For what it’s worth, you can find my talk about “Handling 3rd level support in Scrum” here.

A big thank you to the organizers and my fellow speakers for making this a very pleasant experience. BTW, the current organizers are looking for new fellow organizers 🙂

Published by Corinna Baldauf

Corinna Baldauf has filled every Scrum role there is and then some. Currently she spends most of her days writing and occasionally facilitating retrospectives. She's interested in lean, agile, coaching, leadership & UX. You can follow her on Twitter, subscribe to her (Retromat) newsletter and buy her books.

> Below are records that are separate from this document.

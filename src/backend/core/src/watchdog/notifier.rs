//! Admin notification for watchdog events.

use chrono::Local;
use std::hash::Hash;
use std::sync::Arc;
use std::time::Duration;

use super::{FailureTracker, WatchdogErrorEvent};
use crate::services::{bounded, Mailer};

pub struct Notifier {
    mailer: Arc<dyn Mailer>,
    timeout: Duration,
}

impl Notifier {
    pub fn new(mailer: Arc<dyn Mailer>, timeout: Duration) -> Self {
        Self { mailer, timeout }
    }

    pub fn subject(event: &WatchdogErrorEvent) -> String {
        match &event.resource {
            Some(resource) => format!(
                "Server Watchdog: Error on {} for resource {}",
                event.system, resource.name
            ),
            None => format!("Server Watchdog: {} System Error", event.system),
        }
    }

    /// Event details shared by the log line and the email body.
    pub fn details(event: &WatchdogErrorEvent) -> String {
        let local = event.timestamp.with_timezone(&Local);
        let mut message = format!(
            "The server watchdog has found an error.\nSystem: {}\n",
            event.system
        );
        if let Some(resource) = &event.resource {
            message.push_str(&format!("Resource: {}, {}\n", resource.name, resource.id));
        }
        message.push_str(&format!(
            "Error: {}\nAction: {}\nDate: {}\nTime: {}\n\n{}\n",
            event.error,
            event.action,
            local.format("%m-%d-%Y"),
            local.format("%I:%M:%S %p"),
            event.info
        ));
        message
    }

    pub fn body(event: &WatchdogErrorEvent) -> String {
        format!(
            "This is an automated message from the Server Watchdog.\n{}",
            Self::details(event)
        )
    }

    /// Log the event at error level.
    pub fn log(event: &WatchdogErrorEvent) {
        tracing::error!(
            system = %event.system,
            resource = ?event.resource.as_ref().map(|r| r.id),
            error = %event.error,
            action = %event.action,
            "{}",
            Self::details(event)
        );
    }

    /// Email the event to admins. Send failures are logged, not returned.
    pub async fn send(&self, event: &WatchdogErrorEvent) {
        let subject = Self::subject(event);
        let body = Self::body(event);
        match bounded("watchdog email", self.timeout, self.mailer.send_to_admins(&subject, &body)).await {
            Ok(()) => {
                metrics::counter!(
                    "skyreel_watchdog_notifications_total",
                    "system" => event.system.short_name()
                )
                .increment(1);
                tracing::debug!(subject = %subject, "Administrators notified");
            }
            Err(e) => tracing::error!(subject = %subject, error = %e, "Error emailing admins"),
        }
    }

    /// Log and email.
    pub async fn notify(&self, event: &WatchdogErrorEvent) {
        Self::log(event);
        self.send(event).await;
    }

    /// Log, then email only if the tracker allows it for `key`.
    pub async fn report<K: Eq + Hash + Clone>(
        &self,
        tracker: &FailureTracker<K>,
        key: &K,
        event: &WatchdogErrorEvent,
    ) {
        Self::log(event);
        if tracker.should_notify(key, event.timestamp) {
            self.send(event).await;
        } else {
            tracing::debug!(system = %event.system, "Notification suppressed");
        }
    }
}

#[cfg(test)]
mod tests {
    use super::*;
    use crate::resource::fixtures::camera;
    use crate::services::ServiceName;
    use chrono::{DateTime, Utc};

    fn event() -> WatchdogErrorEvent {
        WatchdogErrorEvent::new(
            ServiceName::Retrieval,
            "A resource malfunctioned.",
            "Retrieval of the resource was restarted.",
            "Extra info",
            DateTime::parse_from_rfc3339("2024-06-10T13:05:09Z")
                .unwrap()
                .with_timezone(&Utc),
        )
    }

    #[test]
    fn test_subjects() {
        assert_eq!(
            Notifier::subject(&event()),
            "Server Watchdog: Retrieval System Error"
        );
        let with_resource = event().for_resource(&camera(4));
        assert_eq!(
            Notifier::subject(&with_resource),
            "Server Watchdog: Error on Retrieval for resource Camera 4"
        );
    }

    #[test]
    fn test_body_layout() {
        let body = Notifier::body(&event().for_resource(&camera(4)));
        assert!(body.starts_with(
            "This is an automated message from the Server Watchdog.\n\
             The server watchdog has found an error.\n\
             System: Retrieval\n\
             Resource: Camera 4, 4\n\
             Error: A resource malfunctioned.\n\
             Action: Retrieval of the resource was restarted.\n\
             Date: "
        ));
        assert!(body.contains("\nTime: "));
        assert!(body.ends_with("M\n\nExtra info\n"));
    }
}
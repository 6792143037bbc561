#![allow(clippy::result_large_err)]
//! # Skyreel Core
//!
//! Recurring clip scheduler and self-healing watchdog for weather camera feeds.
//!
//! ## Architecture
//!
//! - **Jobs**: per-resource hourly and day-long clip schedules, each family on its own serial lane
//! - **Watchdogs**: periodic movie, retrieval, storage and remote-database checks that restart what broke and email admins
//! - **Command**: start/stop/make-clip commands over HTTP or in-process
//! - **Services**: collaborator traits (database, storage, encoder, process control, email) and their shipped implementations

pub mod clock;
pub mod command;
pub mod config;
pub mod error;
pub mod jobs;
pub mod resource;
pub mod services;
pub mod telemetry;
pub mod watchdog;

pub use error::{ErrorCode, ErrorSeverity, Result, SkyreelError};

/// Re-export commonly used types
pub mod prelude {
    pub use crate::clock::{fixed_clock, system_clock, Clock, TimeRange};
    pub use crate::command::{Command, CommandHandler, CommandReply};
    pub use crate::error::{ErrorCode, Result, SkyreelError};
    pub use crate::jobs::{
        ClipJob, ClipSettings, JobContext, JobFamily, JobOutcome, JobRegistry, JobTick,
        SerialJobRunner, SkipReason,
    };
    pub use crate::resource::{CaptureFormat, CollectionSpan, Resource, ResourceId, ResourceKind};
    pub use crate::services::{
        ClipRequest, CommandSink, Database, Encoder, HourlyClips, ImageProbe, Instance,
        InstanceKind, Mailer, MediaFormat, ProcessControl, RemoteDatabase, ServiceName, Storage,
    };
    pub use crate::watchdog::{
        FailureTracker, Notifier, SystemCheck, WatchdogErrorEvent, WatchdogLoop, WatchdogService,
    };
}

2 replies on “Giving a webinar – Lessons learned”

  1. Hi Corinna,
    its not a special problem of prezi, but its more related to the way GoToMeeting works with screen sharing. It tries to compress your screen to transfer it via network, and because your prezi transitions do a lot of screen updates there is lot of compression and data transfer going on.
    Happens as well with keynote and powerpoint.
    What I can recommend is to keep the Panel open. There is a view that will show you when all viewers see your changed “slide”. When I switch slides, i wait until i get that automatic confirmation back before i continue speaking. That slows me down, which is good, and listeners can follow along (which is even better).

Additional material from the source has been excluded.